Comienza el verano y se evidencia. La temperatura ha superado los 32 grados y con la humedad se siente un calor casi insoportable. Esto es sólo el inicio y nos esperan los meses de julio y agosto. El termómetro de casa marca ya los 26.2 grados. Mantuve todo cerrado y al volver de un corto viaje me bañé con agua fría y me puse unos pantalones cortos color verde claro y una camiseta que usaba cuando frecuentaba los gimnasios. El verano no es mi estación, prefiero la primavera y las primeras semanas de otoño, cuando la temperatura no supera los 25 grados y las noches son más frescas.
Recuerdo cuando niño, que esperaba impaciente y pensaba siempre en los meses de verano por las vacaciones y la posibilidad de jugar hasta tarde, sabiendo que al día siguiente me podría levantar a deshoras sin cometer atrasos. En ese entonces vivía en una tierra de veranos nublados y los días más calurosos superaban difícilmente los 20 grados y sin preocuparnos demasiado íbamos al río o al mar a bañarnos en las frías aguas del estrecho. Esas largas jornadas de viento, nos secaba en un instante.
Pasábamos horas entrando y saliendo del agua, corriendo por la arena y construyendo diques, condenados a ser inexorablemente desmoronados por la fuerza de las olas y el subir y bajar de las eternas mareas, que desplazaban constantemente el límite entre la arena y el agua.
Recuerdo también que en la playa a menudo encontrábamos señoras sentadas en la arena, protegiéndose con una gruesa frazada, mientras sus hijos jugaban. Muchas madres prohibían a los niños entrar en el agua y sobre todo a las niñas, porque el frío las podía enfermar o hacerles daño. Ellas protestaban quejumbrosas. Nos miraban y nos seguían con los ojos cuando saltábamos en el agua y una de ellas, la más corajosa, se acercaba a preguntarme si el agua no estaba helada. Ella me veía morado y tiritando, pero siempre le contestaba que el agua era perfecta. Después discutía con su madre, preguntándole como era posible que nosotros pudiéramos bañarnos y no ella.
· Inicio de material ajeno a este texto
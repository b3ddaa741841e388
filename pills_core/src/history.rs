//! Per-user history queries over journal records.
//!
//! Journals hold every user's records in append order; these helpers pick
//! out one user's entries and return them newest first.

use crate::{HealthMetric, StressIndicator, UserId};
use chrono::{DateTime, Utc};

/// One user's stress indicators, newest first.
///
/// Indicators sharing a timestamp keep their recording order reversed, so
/// the most recently appended one comes first.
pub fn stress_history(records: Vec<StressIndicator>, user_id: UserId) -> Vec<StressIndicator> {
    let mut history: Vec<_> = records
        .into_iter()
        .filter(|i| i.user_id == user_id)
        .collect();
    history.reverse();
    // stable sort keeps the reversed append order for equal timestamps
    history.sort_by(|a, b| b.timestamp.cmp(&a.timestamp));
    history
}

/// One user's health metrics inside an inclusive window, newest first
pub fn metric_history(
    records: Vec<HealthMetric>,
    user_id: UserId,
    start: Option<DateTime<Utc>>,
    end: Option<DateTime<Utc>>,
) -> Vec<HealthMetric> {
    let mut history: Vec<_> = records
        .into_iter()
        .filter(|m| m.user_id == user_id)
        .filter(|m| start.map_or(true, |s| m.reading.timestamp >= s))
        .filter(|m| end.map_or(true, |e| m.reading.timestamp <= e))
        .collect();
    history.reverse();
    history.sort_by(|a, b| b.reading.timestamp.cmp(&a.reading.timestamp));

    tracing::debug!(
        "Selected {} health metrics for user {}",
        history.len(),
        user_id
    );
    history
}

#[cfg(test)]
mod tests {
    use super::*;
    use crate::{HealthMetricReading, StressLevel};
    use chrono::Duration;
    use uuid::Uuid;

    fn indicator(user_id: UserId, level: StressLevel, days_ago: i64) -> StressIndicator {
        StressIndicator::manual(user_id, level, Utc::now() - Duration::days(days_ago), None)
    }

    fn metric(user_id: UserId, at: DateTime<Utc>) -> HealthMetric {
        HealthMetric {
            id: Uuid::new_v4(),
            user_id,
            reading: HealthMetricReading::empty(at),
            device_id: None,
            device_type: "unknown".into(),
        }
    }

    #[test]
    fn test_stress_history_sorted_newest_first() {
        let records = vec![
            indicator(1, StressLevel::Low, 5),
            indicator(2, StressLevel::Critical, 0),
            indicator(1, StressLevel::High, 1),
            indicator(1, StressLevel::Medium, 3),
        ];

        let levels: Vec<_> = stress_history(records, 1)
            .into_iter()
            .map(|i| i.stress_level)
            .collect();
        assert_eq!(
            levels,
            vec![StressLevel::High, StressLevel::Medium, StressLevel::Low]
        );
    }

    #[test]
    fn test_equal_timestamps_latest_append_wins() {
        let at = Utc::now();
        let first = StressIndicator::manual(1, StressLevel::Low, at, None);
        let second = StressIndicator::manual(1, StressLevel::Critical, at, None);

        let history = stress_history(vec![first, second.clone()], 1);
        assert_eq!(history[0], second);
    }

    #[test]
    fn test_metric_window_is_inclusive() {
        let now = Utc::now();
        let records = vec![
            metric(1, now - Duration::days(10)),
            metric(1, now - Duration::days(5)),
            metric(1, now - Duration::days(1)),
            metric(2, now - Duration::days(5)),
        ];

        let window = metric_history(
            records,
            1,
            Some(now - Duration::days(5)),
            Some(now - Duration::days(1)),
        );
        assert_eq!(window.len(), 2);
        assert!(window[0].reading.timestamp > window[1].reading.timestamp);
    }

    #[test]
    fn test_metric_history_unbounded() {
        let now = Utc::now();
        let records = vec![metric(1, now - Duration::days(400)), metric(1, now)];
        assert_eq!(metric_history(records, 1, None, None).len(), 2);
    }
}
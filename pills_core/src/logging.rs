//! Logging infrastructure for Pills.
//!
//! Provides centralized tracing setup for the CLI. Log lines go to stderr
//! so command output on stdout stays machine-readable.

use tracing_subscriber::{fmt, prelude::*, EnvFilter};

/// Initialize logging at `debug` when `verbose` is set, `warn` otherwise
pub fn init_for_cli(verbose: bool) {
    init_with_level(cli_default_level(verbose))
}

fn cli_default_level(verbose: bool) -> &'static str {
    if verbose {
        "debug"
    } else {
        "warn"
    }
}

/// Initialize logging with a specific default level
///
/// # Arguments
/// * `default_level` - Default log level (debug, info, warn, error)
///
/// This can still be overridden by RUST_LOG environment variable.
pub fn init_with_level(default_level: &str) {
    let filter =
        EnvFilter::try_from_default_env().unwrap_or_else(|_| EnvFilter::new(default_level));

    let _ = tracing_subscriber::registry()
        .with(filter)
        .with(fmt::layer().compact().with_writer(std::io::stderr))
        .try_init();
}

/// Initialize logging for testing (captures logs for test output)
#[cfg(test)]
pub fn init_test() {
    let _ = tracing_subscriber::fmt()
        .with_test_writer()
        .with_env_filter(EnvFilter::new("debug"))
        .try_init();
}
No sé qué respuesta obtenía, pero conocía el resultado, ella seguía en la orilla, sentada sola en la arena, mirándonos.
Una vez, nos cruzamos en el parque, ella vestida con el uniforme azul de la escuela y yo con los pantalones grises, la camisa blanca, la corbata mal atada y la chaqueta azul marino en la mano. Era uno de los últimos días de escuela. Me miró sonriendo y hablamos de subirnos a los árboles. Yo tenía un lugar secreto en un ciprés, donde del alto se dominaba todo el paisaje y nadie podía verme desde abajo. Subía allí y me aislaba por horas y ella aceptó a venir conmigo. Le mostré como llegar a la cima y le anticipaba dónde había que poner los pies o afirmarse con las manos.
Al llegar arriba nos miramos, no sabía que decirle y ella después de unos minutos me preguntó ¿cómo bajamos? Y le mostré mi método: dejarse deslizar por la parte externa del árbol, usando como frenos las ramas. Bajé solamente para demostrarle que bajar era sencillo y rápido y volví a subir para acompañarla. Yo tenía 12 años, ella se deslizó conmigo y el resultado fue que se le subían las faldas. La ayudé como pude, haciéndole sentir que no la miraba y al llegar abajo, la tomé para que no cayera y así, sin quererlo ni pensarlo, terminamos abrazados. El juego lo repetimos varias veces durante ese verano. Nos encontrábamos en el parque en secreto y siempre me pedía, antes de irse a casa, que le sacara todas las hojas y pequeñas ramas de su cabellera despeinada. Un día dejé esa ciudad para siempre y desde entonces no he vuelto a encontrarla. La recuerdo siempre sonriendo en la cima de un árbol, donde nadie podía encontrarla.